(Collected data)
=== Section Start ===
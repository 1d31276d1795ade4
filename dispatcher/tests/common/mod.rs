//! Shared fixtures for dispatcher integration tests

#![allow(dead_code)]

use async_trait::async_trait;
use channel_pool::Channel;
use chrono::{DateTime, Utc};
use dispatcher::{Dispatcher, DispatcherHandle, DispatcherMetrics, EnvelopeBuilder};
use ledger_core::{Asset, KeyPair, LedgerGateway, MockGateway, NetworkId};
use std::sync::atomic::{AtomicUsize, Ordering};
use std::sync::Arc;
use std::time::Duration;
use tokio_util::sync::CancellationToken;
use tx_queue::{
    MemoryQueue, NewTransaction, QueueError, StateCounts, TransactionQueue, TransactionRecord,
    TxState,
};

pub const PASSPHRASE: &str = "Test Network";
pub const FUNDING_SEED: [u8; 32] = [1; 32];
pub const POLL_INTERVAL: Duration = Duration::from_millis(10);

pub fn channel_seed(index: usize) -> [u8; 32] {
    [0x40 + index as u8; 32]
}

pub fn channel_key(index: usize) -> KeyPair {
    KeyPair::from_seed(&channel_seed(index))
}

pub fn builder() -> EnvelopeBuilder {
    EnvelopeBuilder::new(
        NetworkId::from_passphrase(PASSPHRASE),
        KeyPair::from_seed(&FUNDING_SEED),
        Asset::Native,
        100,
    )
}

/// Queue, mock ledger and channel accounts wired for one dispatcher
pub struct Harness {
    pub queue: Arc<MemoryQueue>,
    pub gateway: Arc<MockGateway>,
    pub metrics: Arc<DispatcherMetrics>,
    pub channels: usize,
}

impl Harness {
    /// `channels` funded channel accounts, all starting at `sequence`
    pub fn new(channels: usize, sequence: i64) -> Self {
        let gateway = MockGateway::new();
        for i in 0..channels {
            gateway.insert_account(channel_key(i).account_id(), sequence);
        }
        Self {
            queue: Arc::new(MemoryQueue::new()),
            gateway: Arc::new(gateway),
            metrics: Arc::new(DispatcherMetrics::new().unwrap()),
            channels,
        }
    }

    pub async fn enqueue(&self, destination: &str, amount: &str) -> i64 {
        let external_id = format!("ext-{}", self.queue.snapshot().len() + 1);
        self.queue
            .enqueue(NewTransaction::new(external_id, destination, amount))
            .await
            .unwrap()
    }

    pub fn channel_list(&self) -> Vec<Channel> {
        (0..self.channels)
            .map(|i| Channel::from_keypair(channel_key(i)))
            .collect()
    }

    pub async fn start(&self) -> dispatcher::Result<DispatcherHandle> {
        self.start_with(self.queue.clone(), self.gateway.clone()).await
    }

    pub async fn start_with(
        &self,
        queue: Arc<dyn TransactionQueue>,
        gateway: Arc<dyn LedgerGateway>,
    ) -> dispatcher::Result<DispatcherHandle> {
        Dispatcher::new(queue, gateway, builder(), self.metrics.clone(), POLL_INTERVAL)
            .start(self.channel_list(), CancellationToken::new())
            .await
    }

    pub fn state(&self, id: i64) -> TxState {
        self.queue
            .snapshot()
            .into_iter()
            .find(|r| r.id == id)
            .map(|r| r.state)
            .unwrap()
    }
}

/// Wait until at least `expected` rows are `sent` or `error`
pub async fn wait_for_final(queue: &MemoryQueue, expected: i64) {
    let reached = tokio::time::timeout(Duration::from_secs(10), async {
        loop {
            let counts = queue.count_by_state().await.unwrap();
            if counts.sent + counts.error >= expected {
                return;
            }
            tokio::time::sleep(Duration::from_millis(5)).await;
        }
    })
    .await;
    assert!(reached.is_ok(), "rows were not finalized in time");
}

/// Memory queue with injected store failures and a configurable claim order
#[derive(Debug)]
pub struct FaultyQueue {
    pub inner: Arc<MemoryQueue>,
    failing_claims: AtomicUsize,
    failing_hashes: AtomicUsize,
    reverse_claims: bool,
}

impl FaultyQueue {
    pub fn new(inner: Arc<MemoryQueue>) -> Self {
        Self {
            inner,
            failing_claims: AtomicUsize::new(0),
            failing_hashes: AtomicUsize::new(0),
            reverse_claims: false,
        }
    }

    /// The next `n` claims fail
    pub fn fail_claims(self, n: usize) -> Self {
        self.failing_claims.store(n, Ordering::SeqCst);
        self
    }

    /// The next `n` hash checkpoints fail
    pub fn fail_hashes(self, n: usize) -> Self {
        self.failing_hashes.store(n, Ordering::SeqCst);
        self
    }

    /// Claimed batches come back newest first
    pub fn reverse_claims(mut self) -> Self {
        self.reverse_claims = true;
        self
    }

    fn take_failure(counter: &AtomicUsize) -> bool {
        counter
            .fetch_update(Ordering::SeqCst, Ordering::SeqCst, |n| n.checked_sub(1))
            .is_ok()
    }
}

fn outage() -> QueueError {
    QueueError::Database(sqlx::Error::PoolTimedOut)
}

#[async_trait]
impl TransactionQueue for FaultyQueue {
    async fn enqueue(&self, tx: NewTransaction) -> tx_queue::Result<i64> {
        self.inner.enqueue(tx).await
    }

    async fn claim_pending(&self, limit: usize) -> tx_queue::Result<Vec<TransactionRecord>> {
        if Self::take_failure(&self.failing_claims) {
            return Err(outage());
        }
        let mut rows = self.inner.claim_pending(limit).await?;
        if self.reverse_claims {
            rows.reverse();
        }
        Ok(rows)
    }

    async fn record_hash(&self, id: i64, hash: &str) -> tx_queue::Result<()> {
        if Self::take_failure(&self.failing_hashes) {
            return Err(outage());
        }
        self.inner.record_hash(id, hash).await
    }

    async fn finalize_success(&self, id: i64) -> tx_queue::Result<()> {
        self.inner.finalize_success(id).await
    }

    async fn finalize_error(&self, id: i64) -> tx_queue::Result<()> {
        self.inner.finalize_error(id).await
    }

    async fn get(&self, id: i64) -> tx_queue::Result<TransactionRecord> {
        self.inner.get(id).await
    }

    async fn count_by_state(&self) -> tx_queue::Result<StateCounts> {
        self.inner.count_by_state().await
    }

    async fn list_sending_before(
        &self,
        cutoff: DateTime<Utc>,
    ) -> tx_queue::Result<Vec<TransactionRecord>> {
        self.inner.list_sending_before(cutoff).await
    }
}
=== Section End ===
=== Section Start ===
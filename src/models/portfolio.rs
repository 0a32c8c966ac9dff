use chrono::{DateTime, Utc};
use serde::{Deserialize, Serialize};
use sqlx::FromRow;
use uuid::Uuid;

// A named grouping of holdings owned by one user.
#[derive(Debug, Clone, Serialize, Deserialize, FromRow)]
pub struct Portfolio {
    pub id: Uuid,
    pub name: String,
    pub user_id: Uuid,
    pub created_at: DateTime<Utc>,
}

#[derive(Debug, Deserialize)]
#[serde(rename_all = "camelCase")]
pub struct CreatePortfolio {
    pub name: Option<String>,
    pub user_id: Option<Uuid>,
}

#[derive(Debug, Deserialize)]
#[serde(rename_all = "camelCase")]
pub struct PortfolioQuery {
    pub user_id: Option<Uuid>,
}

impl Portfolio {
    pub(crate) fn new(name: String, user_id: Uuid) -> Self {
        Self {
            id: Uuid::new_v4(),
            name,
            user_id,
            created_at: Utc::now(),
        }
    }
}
=== Section End ===
# [Exercise]
Please return only the lines above, starting at the line that has "repository 1d31276d1795ade4" and ending at the line that has "pub fn channel_key(index: usize)", keeping both and leaving each one unchanged.

# [Output for this exercise]
repository 1d31276d1795ade4
filename dispatcher/tests/common/mod.rs
//! Shared fixtures for dispatcher integration tests

#![allow(dead_code)]

use async_trait::async_trait;
use channel_pool::Channel;
use chrono::{DateTime, Utc};
use dispatcher::{Dispatcher, DispatcherHandle, DispatcherMetrics, EnvelopeBuilder};
use ledger_core::{Asset, KeyPair, LedgerGateway, MockGateway, NetworkId};
use std::sync::atomic::{AtomicUsize, Ordering};
use std::sync::Arc;
use std::time::Duration;
use tokio_util::sync::CancellationToken;
use tx_queue::{
    MemoryQueue, NewTransaction, QueueError, StateCounts, TransactionQueue, TransactionRecord,
    TxState,
};

pub const PASSPHRASE: &str = "Test Network";
pub const FUNDING_SEED: [u8; 32] = [1; 32];
pub const POLL_INTERVAL: Duration = Duration::from_millis(10);

pub fn channel_seed(index: usize) -> [u8; 32] {
    [0x40 + index as u8; 32]
}

pub fn channel_key(index: usize) -> KeyPair {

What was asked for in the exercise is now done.